▸ Exercise brief:
Your answer must be the records, copied with no change.
##### Provided information #####
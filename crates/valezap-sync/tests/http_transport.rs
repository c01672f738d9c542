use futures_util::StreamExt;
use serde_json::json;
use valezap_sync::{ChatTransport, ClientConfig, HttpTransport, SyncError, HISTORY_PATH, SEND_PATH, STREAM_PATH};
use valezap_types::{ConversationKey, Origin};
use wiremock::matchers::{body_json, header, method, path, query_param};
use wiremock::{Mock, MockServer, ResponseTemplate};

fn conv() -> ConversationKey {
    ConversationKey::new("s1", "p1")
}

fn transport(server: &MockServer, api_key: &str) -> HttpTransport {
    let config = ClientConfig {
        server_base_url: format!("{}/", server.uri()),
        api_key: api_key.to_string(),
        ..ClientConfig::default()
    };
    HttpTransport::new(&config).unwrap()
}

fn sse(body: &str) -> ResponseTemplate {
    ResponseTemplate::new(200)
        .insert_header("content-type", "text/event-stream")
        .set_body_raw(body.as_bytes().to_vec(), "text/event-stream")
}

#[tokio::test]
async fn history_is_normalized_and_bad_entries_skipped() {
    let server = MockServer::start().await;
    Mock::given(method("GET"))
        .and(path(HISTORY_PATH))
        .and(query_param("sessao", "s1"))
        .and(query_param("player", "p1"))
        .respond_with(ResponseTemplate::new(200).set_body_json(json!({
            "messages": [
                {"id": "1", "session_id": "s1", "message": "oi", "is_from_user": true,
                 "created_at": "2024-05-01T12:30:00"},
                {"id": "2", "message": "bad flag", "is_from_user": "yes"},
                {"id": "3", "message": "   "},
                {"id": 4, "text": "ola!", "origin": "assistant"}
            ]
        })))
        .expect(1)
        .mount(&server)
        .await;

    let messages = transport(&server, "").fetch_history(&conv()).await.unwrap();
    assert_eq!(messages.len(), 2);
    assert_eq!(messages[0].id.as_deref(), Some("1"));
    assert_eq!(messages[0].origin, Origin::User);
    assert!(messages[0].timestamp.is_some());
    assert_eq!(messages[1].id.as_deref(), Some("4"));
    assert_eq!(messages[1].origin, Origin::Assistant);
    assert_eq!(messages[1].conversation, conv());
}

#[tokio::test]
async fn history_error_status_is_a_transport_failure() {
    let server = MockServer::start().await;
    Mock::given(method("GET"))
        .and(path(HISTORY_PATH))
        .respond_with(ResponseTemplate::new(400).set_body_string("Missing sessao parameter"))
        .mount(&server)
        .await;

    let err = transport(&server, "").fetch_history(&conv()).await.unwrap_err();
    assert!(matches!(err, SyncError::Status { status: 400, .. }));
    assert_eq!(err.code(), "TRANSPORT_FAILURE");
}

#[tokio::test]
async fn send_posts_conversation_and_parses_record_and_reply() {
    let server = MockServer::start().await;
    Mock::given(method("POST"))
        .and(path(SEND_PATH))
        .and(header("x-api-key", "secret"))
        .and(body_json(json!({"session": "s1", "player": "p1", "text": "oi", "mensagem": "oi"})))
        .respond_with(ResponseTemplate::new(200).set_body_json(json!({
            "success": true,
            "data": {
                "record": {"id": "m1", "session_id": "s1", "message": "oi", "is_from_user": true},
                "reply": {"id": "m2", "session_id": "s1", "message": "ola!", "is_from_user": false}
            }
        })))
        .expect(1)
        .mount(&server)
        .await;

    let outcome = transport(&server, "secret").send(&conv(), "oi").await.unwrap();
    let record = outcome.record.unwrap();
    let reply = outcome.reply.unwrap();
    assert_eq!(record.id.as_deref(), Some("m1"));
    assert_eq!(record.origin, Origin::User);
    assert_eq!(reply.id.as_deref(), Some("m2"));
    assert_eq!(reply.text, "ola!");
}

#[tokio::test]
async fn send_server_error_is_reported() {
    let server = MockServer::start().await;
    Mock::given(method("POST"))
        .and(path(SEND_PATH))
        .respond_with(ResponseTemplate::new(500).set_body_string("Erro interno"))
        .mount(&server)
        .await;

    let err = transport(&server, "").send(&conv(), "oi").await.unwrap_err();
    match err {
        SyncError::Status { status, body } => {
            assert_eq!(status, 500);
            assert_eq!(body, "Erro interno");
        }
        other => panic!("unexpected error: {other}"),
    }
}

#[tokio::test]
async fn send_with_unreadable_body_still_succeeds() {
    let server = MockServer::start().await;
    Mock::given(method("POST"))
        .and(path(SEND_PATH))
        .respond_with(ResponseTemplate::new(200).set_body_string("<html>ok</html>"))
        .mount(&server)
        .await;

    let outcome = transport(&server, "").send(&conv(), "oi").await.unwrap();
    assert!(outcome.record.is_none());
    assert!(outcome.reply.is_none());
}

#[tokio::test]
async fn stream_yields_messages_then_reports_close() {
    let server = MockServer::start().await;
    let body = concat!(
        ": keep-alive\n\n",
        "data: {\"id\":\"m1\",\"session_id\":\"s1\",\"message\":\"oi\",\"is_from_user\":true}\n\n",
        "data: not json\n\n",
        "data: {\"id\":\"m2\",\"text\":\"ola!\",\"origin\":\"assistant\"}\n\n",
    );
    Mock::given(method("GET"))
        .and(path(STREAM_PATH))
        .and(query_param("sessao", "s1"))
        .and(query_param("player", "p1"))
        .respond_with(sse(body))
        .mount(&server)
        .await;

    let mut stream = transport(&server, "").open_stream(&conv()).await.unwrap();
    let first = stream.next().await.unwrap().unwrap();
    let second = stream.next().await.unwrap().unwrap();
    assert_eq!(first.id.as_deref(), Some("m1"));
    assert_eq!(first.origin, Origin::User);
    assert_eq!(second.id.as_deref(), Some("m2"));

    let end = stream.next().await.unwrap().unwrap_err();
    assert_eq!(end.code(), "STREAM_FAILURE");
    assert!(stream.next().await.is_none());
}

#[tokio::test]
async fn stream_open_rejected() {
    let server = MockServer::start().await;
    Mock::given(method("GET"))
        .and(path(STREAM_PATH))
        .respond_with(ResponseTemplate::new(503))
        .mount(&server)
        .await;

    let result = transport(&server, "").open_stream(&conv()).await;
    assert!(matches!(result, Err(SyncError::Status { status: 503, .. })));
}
#####
▸ Completed exercise:
filename crates/valezap-sync/tests/http_transport.rs
repository c01672f738d9c542
use futures_util::StreamExt;
use serde_json::json;
use valezap_sync::{ChatTransport, ClientConfig, HttpTransport, SyncError, HISTORY_PATH, SEND_PATH, STREAM_PATH};
use valezap_types::{ConversationKey, Origin};
use wiremock::matchers::{body_json, header, method, path, query_param};
use wiremock::{Mock, MockServer, ResponseTemplate};

fn conv() -> ConversationKey {
    ConversationKey::new("s1", "p1")
}

fn transport(server: &MockServer, api_key: &str) -> HttpTransport {
    let config = ClientConfig {
        server_base_url: format!("{}/", server.uri()),
        api_key: api_key.to_string(),
        ..ClientConfig::default()
    };
    HttpTransport::new(&config).unwrap()
}

fn sse(body: &str) -> ResponseTemplate {
    ResponseTemplate::new(200)
        .insert_header("content-type", "text/event-stream")
        .set_body_raw(body.as_bytes().to_vec(), "text/event-stream")
}

#[tokio::test]
async fn history_is_normalized_and_bad_entries_skipped() {
    let server = MockServer::start().await;
    Mock::given(method("GET"))
        .and(path(HISTORY_PATH))
        .and(query_param("sessao", "s1"))
        .and(query_param("player", "p1"))
        .respond_with(ResponseTemplate::new(200).set_body_json(json!({
            "messages": [
                {"id": "1", "session_id": "s1", "message": "oi", "is_from_user": true,
                 "created_at": "2024-05-01T12:30:00"},
                {"id": "2", "message": "bad flag", "is_from_user": "yes"},
                {"id": "3", "message": "   "},
                {"id": 4, "text": "ola!", "origin": "assistant"}
            ]
        })))
        .expect(1)
        .mount(&server)
        .await;

    let messages = transport(&server, "").fetch_history(&conv()).await.unwrap();
    assert_eq!(messages.len(), 2);
    assert_eq!(messages[0].id.as_deref(), Some("1"));
    assert_eq!(messages[0].origin, Origin::User);
    assert!(messages[0].timestamp.is_some());
    assert_eq!(messages[1].id.as_deref(), Some("4"));
    assert_eq!(messages[1].origin, Origin::Assistant);
    assert_eq!(messages[1].conversation, conv());
}

#[tokio::test]
async fn history_error_status_is_a_transport_failure() {
    let server = MockServer::start().await;
    Mock::given(method("GET"))
        .and(path(HISTORY_PATH))
        .respond_with(ResponseTemplate::new(400).set_body_string("Missing sessao parameter"))
        .mount(&server)
        .await;

    let err = transport(&server, "").fetch_history(&conv()).await.unwrap_err();
    assert!(matches!(err, SyncError::Status { status: 400, .. }));
    assert_eq!(err.code(), "TRANSPORT_FAILURE");
}

#[tokio::test]
async fn send_posts_conversation_and_parses_record_and_reply() {
    let server = MockServer::start().await;
    Mock::given(method("POST"))
        .and(path(SEND_PATH))
        .and(header("x-api-key", "secret"))
        .and(body_json(json!({"session": "s1", "player": "p1", "text": "oi", "mensagem": "oi"})))
        .respond_with(ResponseTemplate::new(200).set_body_json(json!({
            "success": true,
            "data": {
                "record": {"id": "m1", "session_id": "s1", "message": "oi", "is_from_user": true},
                "reply": {"id": "m2", "session_id": "s1", "message": "ola!", "is_from_user": false}
            }
        })))
        .expect(1)
        .mount(&server)
        .await;

    let outcome = transport(&server, "secret").send(&conv(), "oi").await.unwrap();
    let record = outcome.record.unwrap();
    let reply = outcome.reply.unwrap();
    assert_eq!(record.id.as_deref(), Some("m1"));
    assert_eq!(record.origin, Origin::User);
    assert_eq!(reply.id.as_deref(), Some("m2"));
    assert_eq!(reply.text, "ola!");
}

#[tokio::test]
async fn send_server_error_is_reported() {
    let server = MockServer::start().await;
    Mock::given(method("POST"))
        .and(path(SEND_PATH))
        .respond_with(ResponseTemplate::new(500).set_body_string("Erro interno"))
        .mount(&server)
        .await;

    let err = transport(&server, "").send(&conv(), "oi").await.unwrap_err();
    match err {
        SyncError::Status { status, body } => {
            assert_eq!(status, 500);
            assert_eq!(body, "Erro interno");
        }
        other => panic!("unexpected error: {other}"),
    }
}

#[tokio::test]
async fn send_with_unreadable_body_still_succeeds() {
    let server = MockServer::start().await;
    Mock::given(method("POST"))
        .and(path(SEND_PATH))
        .respond_with(ResponseTemplate::new(200).set_body_string("<html>ok</html>"))
        .mount(&server)
        .await;

    let outcome = transport(&server, "").send(&conv(), "oi").await.unwrap();
    assert!(outcome.record.is_none());
    assert!(outcome.reply.is_none());
}

#[tokio::test]
async fn stream_yields_messages_then_reports_close() {
    let server = MockServer::start().await;
    let body = concat!(
        ": keep-alive\n\n",
        "data: {\"id\":\"m1\",\"session_id\":\"s1\",\"message\":\"oi\",\"is_from_user\":true}\n\n",
        "data: not json\n\n",
        "data: {\"id\":\"m2\",\"text\":\"ola!\",\"origin\":\"assistant\"}\n\n",
    );
    Mock::given(method("GET"))
        .and(path(STREAM_PATH))
        .and(query_param("sessao", "s1"))
        .and(query_param("player", "p1"))
        .respond_with(sse(body))
        .mount(&server)
        .await;

    let mut stream = transport(&server, "").open_stream(&conv()).await.unwrap();
    let first = stream.next().await.unwrap().unwrap();
    let second = stream.next().await.unwrap().unwrap();
    assert_eq!(first.id.as_deref(), Some("m1"));
    assert_eq!(first.origin, Origin::User);
    assert_eq!(second.id.as_deref(), Some("m2"));

    let end = stream.next().await.unwrap().unwrap_err();
    assert_eq!(end.code(), "STREAM_FAILURE");
    assert!(stream.next().await.is_none());
}

#[tokio::test]
async fn stream_open_rejected() {
    let server = MockServer::start().await;
    Mock::given(method("GET"))
        .and(path(STREAM_PATH))
        .respond_with(ResponseTemplate::new(503))
        .mount(&server)
        .await;

    let result = transport(&server, "").open_stream(&conv()).await;
    assert!(matches!(result, Err(SyncError::Status { status: 503, .. })));
}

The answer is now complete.